Work required. What lines below contain the word "next"? Please pull each one out.

Provided records.
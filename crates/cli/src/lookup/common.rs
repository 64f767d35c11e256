//! Shared HTTP plumbing for the knowledge-base and geocoder adapters.
//!
//! - `HttpClient`: blocking client with retry / backoff / error classification
//! - `Pacer`: minimum interval between requests plus a pause every N requests
//!
//! Both public services ask clients to stay around one request per second;
//! the pacer is the only place that sleeps for politeness, the retry loop
//! only sleeps after a failure.

use std::cell::Cell;
use std::thread;
use std::time::{Duration, Instant};

use catalink_recon::LookupError;

// ── Constants ───────────────────────────────────────────────────────

pub(crate) const MAX_RETRIES: u32 = 3;
pub(crate) const USER_AGENT: &str = concat!("catalink/", env!("CARGO_PKG_VERSION"));

// ── Pacer ───────────────────────────────────────────────────────────

/// Request pacing. Does not affect what a lookup returns, only when.
#[derive(Debug)]
pub(crate) struct Pacer {
    interval: Duration,
    batch_size: u32,
    batch_pause: Duration,
    last: Cell<Option<Instant>>,
    sent: Cell<u32>,
}

impl Pacer {
    pub(crate) fn new(interval: Duration, batch_size: u32, batch_pause: Duration) -> Self {
        Self {
            interval,
            batch_size,
            batch_pause,
            last: Cell::new(None),
            sent: Cell::new(0),
        }
    }

    /// No pacing at all. Used by tests against a local mock server.
    #[cfg(test)]
    pub(crate) fn unthrottled() -> Self {
        Self::new(Duration::ZERO, 0, Duration::ZERO)
    }

    /// Delay owed before the next request, given the time now.
    fn delay_at(&self, now: Instant) -> Duration {
        let sent = self.sent.get();
        if self.batch_size > 0 && sent > 0 && sent % self.batch_size == 0 {
            return self.batch_pause.max(self.interval_remaining(now));
        }
        self.interval_remaining(now)
    }

    fn interval_remaining(&self, now: Instant) -> Duration {
        match self.last.get() {
            Some(last) => self.interval.saturating_sub(now.saturating_duration_since(last)),
            None => Duration::ZERO,
        }
    }

    /// Block until the next request may go out, then count it.
    pub(crate) fn wait(&self) {
        let delay = self.delay_at(Instant::now());
        if !delay.is_zero() {
            tracing::trace!(delay_ms = delay.as_millis() as u64, "pacing");
            thread::sleep(delay);
        }
        self.last.set(Some(Instant::now()));
        self.sent.set(self.sent.get() + 1);
    }

    pub(crate) fn sent(&self) -> u32 {
        self.sent.get()
    }
}

// ── Retry policy ────────────────────────────────────────────────────

#[derive(Debug, Clone, Copy)]
pub(crate) struct RetryPolicy {
    pub max_retries: u32,
    pub initial_backoff: Duration,
}

impl Default for RetryPolicy {
    fn default() -> Self {
        Self {
            max_retries: MAX_RETRIES,
            initial_backoff: Duration::from_secs(1),
        }
    }
}

// ── HttpClient ──────────────────────────────────────────────────────

/// Shared HTTP client that handles pacing, retry, backoff, and error
/// classification.
///
/// Adapters own their base URL and query shape. They pass a
/// request-building closure to [`HttpClient::get_json`] which handles the
/// retry loop and maps HTTP status codes to [`LookupError`]s.
pub(crate) struct HttpClient {
    http: reqwest::blocking::Client,
    source_name: String,
    retry: RetryPolicy,
    pacer: Pacer,
}

impl HttpClient {
    pub(crate) fn new(
        source_name: &str,
        timeout: Duration,
        pacer: Pacer,
    ) -> Result<Self, LookupError> {
        let http = reqwest::blocking::Client::builder()
            .timeout(timeout)
            .user_agent(USER_AGENT)
            .build()
            .map_err(|e| LookupError::Network(format!("failed to build HTTP client: {e}")))?;

        Ok(Self {
            http,
            source_name: source_name.to_string(),
            retry: RetryPolicy::default(),
            pacer,
        })
    }

    #[cfg(test)]
    pub(crate) fn with_retry(mut self, retry: RetryPolicy) -> Self {
        self.retry = retry;
        self
    }

    pub(crate) fn source_name(&self) -> &str {
        &self.source_name
    }

    pub(crate) fn requests_sent(&self) -> u32 {
        self.pacer.sent()
    }

    /// Make a GET request with pacing, retry and exponential backoff.
    ///
    /// `build_request` is called once per attempt. It receives the
    /// underlying `reqwest::blocking::Client` and must return a fully
    /// configured `RequestBuilder` (URL, headers, query params).
    pub(crate) fn get_json(
        &self,
        build_request: impl Fn(&reqwest::blocking::Client) -> reqwest::blocking::RequestBuilder,
    ) -> Result<serde_json::Value, LookupError> {
        let max_retries = self.retry.max_retries;
        let mut backoff = self.retry.initial_backoff;
        let mut attempt = 0;

        loop {
            self.pacer.wait();
            let result = build_request(&self.http).send();

            let wait = match result {
                Ok(resp) => {
                    let status = resp.status().as_u16();

                    // Other 4xx (not 429): fail immediately
                    if (400..500).contains(&status) && status != 429 {
                        let body = resp.text().unwrap_or_default();
                        return Err(LookupError::Upstream {
                            status,
                            message: format!("{} rejected the request: {}", self.source_name, snippet(&body)),
                        });
                    }

                    // Retryable: 429, 5xx
                    if status == 429 || status >= 500 {
                        if attempt == max_retries {
                            return Err(if status == 429 {
                                LookupError::RateLimited { attempts: attempt + 1 }
                            } else {
                                LookupError::Upstream {
                                    status,
                                    message: format!(
                                        "{} upstream error after {} attempts",
                                        self.source_name,
                                        attempt + 1,
                                    ),
                                }
                            });
                        }

                        // Respect Retry-After header for 429
                        let wait = if status == 429 {
                            resp.headers()
                                .get("retry-after")
                                .and_then(|v| v.to_str().ok())
                                .and_then(|v| v.trim().parse::<u64>().ok())
                                .map(Duration::from_secs)
                                .unwrap_or(backoff)
                        } else {
                            backoff
                        };

                        tracing::warn!(
                            source = %self.source_name,
                            status,
                            "retry {}/{} in {}ms",
                            attempt + 1,
                            max_retries,
                            wait.as_millis(),
                        );
                        wait
                    } else {
                        // Success: read as text first so a BOM or an empty
                        // body gives a readable error
                        let text = resp.text().map_err(|e| {
                            LookupError::Network(format!(
                                "failed to read {} response body: {e}",
                                self.source_name
                            ))
                        })?;
                        let trimmed = text.trim_start_matches('\u{feff}');
                        return serde_json::from_str(trimmed).map_err(|e| {
                            LookupError::Malformed(format!(
                                "{} returned invalid JSON: {e} (body: {})",
                                self.source_name,
                                snippet(trimmed),
                            ))
                        });
                    }
                }
                Err(e) => {
                    // Network/timeout errors: retry
                    if attempt == max_retries {
                        return Err(LookupError::Network(format!(
                            "{} unreachable after {} attempts: {e}",
                            self.source_name,
                            attempt + 1,
                        )));
                    }
                    tracing::warn!(
                        source = %self.source_name,
                        error = %e,
                        "retry {}/{} in {}ms",
                        attempt + 1,
                        max_retries,
                        backoff.as_millis(),
                    );
                    backoff
                }
            };

            thread::sleep(wait);
            backoff *= 2;
            attempt += 1;
        }
    }
}

fn snippet(body: &str) -> &str {
    let end = body
        .char_indices()
        .nth(200)
        .map(|(i, _)| i)
        .unwrap_or(body.len());
    &body[..end]
}

#[cfg(test)]
pub(crate) fn test_client(source_name: &str) -> HttpClient {
    HttpClient::new(source_name, Duration::from_secs(5), Pacer::unthrottled())
        .unwrap()
        .with_retry(RetryPolicy { max_retries: MAX_RETRIES, initial_backoff: Duration::ZERO })
}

Result for this task.
    /// Delay owed before the next request, given the time now.
    /// Block until the next request may go out, then count it.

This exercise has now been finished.